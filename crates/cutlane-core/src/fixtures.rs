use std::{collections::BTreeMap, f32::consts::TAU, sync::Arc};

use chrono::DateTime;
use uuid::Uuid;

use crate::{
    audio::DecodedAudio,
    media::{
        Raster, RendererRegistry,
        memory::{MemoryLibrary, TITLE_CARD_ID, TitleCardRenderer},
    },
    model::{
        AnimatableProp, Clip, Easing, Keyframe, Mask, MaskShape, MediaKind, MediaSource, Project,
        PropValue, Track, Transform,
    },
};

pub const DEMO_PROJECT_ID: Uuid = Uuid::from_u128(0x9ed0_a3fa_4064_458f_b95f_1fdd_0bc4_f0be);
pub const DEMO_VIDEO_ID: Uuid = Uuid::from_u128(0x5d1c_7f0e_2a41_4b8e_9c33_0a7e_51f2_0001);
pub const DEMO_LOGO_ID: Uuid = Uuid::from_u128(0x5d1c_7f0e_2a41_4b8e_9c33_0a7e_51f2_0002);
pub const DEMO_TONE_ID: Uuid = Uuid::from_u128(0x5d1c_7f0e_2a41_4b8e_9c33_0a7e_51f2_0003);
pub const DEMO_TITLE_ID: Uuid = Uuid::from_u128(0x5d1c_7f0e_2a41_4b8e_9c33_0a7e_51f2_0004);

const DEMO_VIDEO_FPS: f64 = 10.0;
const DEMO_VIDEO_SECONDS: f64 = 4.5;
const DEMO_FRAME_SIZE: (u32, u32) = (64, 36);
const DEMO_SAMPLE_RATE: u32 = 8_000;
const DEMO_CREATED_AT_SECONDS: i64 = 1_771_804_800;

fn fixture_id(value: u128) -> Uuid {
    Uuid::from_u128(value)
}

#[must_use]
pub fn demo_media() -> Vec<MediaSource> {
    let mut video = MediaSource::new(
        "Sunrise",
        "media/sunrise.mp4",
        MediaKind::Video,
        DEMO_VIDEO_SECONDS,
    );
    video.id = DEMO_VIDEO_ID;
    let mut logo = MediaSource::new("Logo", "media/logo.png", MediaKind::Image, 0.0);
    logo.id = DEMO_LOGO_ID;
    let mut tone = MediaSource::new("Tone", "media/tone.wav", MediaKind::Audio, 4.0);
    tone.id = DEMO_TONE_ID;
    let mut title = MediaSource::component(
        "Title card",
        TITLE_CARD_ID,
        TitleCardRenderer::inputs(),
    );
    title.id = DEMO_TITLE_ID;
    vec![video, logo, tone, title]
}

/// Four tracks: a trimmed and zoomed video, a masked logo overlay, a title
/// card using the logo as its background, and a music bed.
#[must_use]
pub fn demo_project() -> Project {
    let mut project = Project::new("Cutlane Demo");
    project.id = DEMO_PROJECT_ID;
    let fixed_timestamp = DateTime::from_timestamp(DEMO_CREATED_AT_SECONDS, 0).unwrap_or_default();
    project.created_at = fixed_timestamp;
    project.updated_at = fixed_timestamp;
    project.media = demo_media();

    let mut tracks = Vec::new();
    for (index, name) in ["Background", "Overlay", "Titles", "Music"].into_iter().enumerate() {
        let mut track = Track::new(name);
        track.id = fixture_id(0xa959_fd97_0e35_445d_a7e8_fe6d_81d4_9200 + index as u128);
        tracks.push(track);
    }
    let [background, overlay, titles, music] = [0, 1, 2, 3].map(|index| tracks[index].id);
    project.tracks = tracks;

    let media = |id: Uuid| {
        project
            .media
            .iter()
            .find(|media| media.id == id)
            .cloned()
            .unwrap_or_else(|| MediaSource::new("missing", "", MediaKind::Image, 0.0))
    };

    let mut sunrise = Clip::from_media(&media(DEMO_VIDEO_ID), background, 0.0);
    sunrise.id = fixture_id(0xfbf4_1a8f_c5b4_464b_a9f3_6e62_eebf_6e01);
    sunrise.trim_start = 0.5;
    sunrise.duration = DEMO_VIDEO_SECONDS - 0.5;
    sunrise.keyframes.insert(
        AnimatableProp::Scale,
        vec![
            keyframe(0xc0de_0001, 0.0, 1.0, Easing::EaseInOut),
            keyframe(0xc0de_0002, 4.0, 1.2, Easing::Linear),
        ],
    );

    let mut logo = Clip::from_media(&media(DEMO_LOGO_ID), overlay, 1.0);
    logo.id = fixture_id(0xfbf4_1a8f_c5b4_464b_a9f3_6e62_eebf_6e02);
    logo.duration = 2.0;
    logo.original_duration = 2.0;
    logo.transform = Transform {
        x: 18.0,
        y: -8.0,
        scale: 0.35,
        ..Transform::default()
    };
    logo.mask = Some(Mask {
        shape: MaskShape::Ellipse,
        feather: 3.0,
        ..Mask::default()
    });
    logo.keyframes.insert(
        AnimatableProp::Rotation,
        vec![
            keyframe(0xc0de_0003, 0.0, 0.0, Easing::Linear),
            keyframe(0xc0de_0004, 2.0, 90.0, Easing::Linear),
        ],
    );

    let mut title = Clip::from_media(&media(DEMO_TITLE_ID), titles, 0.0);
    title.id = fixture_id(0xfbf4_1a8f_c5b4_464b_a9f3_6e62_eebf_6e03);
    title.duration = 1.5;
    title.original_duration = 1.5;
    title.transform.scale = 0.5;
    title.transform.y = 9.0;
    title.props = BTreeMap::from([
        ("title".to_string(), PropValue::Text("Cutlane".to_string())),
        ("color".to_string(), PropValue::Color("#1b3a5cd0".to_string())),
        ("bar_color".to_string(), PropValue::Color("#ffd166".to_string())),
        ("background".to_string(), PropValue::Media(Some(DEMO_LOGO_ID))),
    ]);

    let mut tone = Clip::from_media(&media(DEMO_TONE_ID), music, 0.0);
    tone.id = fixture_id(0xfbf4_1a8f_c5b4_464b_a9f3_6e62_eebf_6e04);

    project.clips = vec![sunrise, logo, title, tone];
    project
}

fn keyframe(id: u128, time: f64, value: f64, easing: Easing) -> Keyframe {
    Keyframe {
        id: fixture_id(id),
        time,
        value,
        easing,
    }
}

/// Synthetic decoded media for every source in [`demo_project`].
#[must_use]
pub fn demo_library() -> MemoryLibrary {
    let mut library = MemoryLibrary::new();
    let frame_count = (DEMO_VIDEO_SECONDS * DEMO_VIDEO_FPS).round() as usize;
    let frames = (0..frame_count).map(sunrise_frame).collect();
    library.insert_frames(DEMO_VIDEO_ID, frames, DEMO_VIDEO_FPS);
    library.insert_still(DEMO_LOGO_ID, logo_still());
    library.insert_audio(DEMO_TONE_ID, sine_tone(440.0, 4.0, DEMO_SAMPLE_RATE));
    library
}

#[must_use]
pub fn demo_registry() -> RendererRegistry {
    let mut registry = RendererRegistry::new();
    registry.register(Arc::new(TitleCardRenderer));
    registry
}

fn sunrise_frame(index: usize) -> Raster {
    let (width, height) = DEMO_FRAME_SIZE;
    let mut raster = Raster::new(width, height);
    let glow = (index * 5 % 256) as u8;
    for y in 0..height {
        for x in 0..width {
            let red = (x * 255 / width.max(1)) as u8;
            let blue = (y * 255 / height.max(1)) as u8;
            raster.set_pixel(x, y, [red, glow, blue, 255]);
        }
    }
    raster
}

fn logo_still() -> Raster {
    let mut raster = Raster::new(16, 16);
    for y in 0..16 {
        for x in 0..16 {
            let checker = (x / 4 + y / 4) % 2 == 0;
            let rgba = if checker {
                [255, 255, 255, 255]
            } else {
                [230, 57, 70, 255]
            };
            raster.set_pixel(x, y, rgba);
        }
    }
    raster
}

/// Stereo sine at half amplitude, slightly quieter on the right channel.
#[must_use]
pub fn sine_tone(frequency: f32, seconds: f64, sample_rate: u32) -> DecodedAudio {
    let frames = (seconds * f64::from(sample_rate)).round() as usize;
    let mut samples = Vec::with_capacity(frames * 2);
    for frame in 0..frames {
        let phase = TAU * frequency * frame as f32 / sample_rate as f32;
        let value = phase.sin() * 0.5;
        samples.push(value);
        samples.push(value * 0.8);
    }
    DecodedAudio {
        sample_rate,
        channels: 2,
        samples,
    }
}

■ **Assignment**
Your answer should consist solely of the lines above from the line with "let mut track = Track::new(name);" to the line with "let media = |id: Uuid|", both included, reproduced exactly.

■ **Result for this exercise**
        let mut track = Track::new(name);
        track.id = fixture_id(0xa959_fd97_0e35_445d_a7e8_fe6d_81d4_9200 + index as u128);
        tracks.push(track);
    }
    let [background, overlay, titles, music] = [0, 1, 2, 3].map(|index| tracks[index].id);
    project.tracks = tracks;

    let media = |id: Uuid| {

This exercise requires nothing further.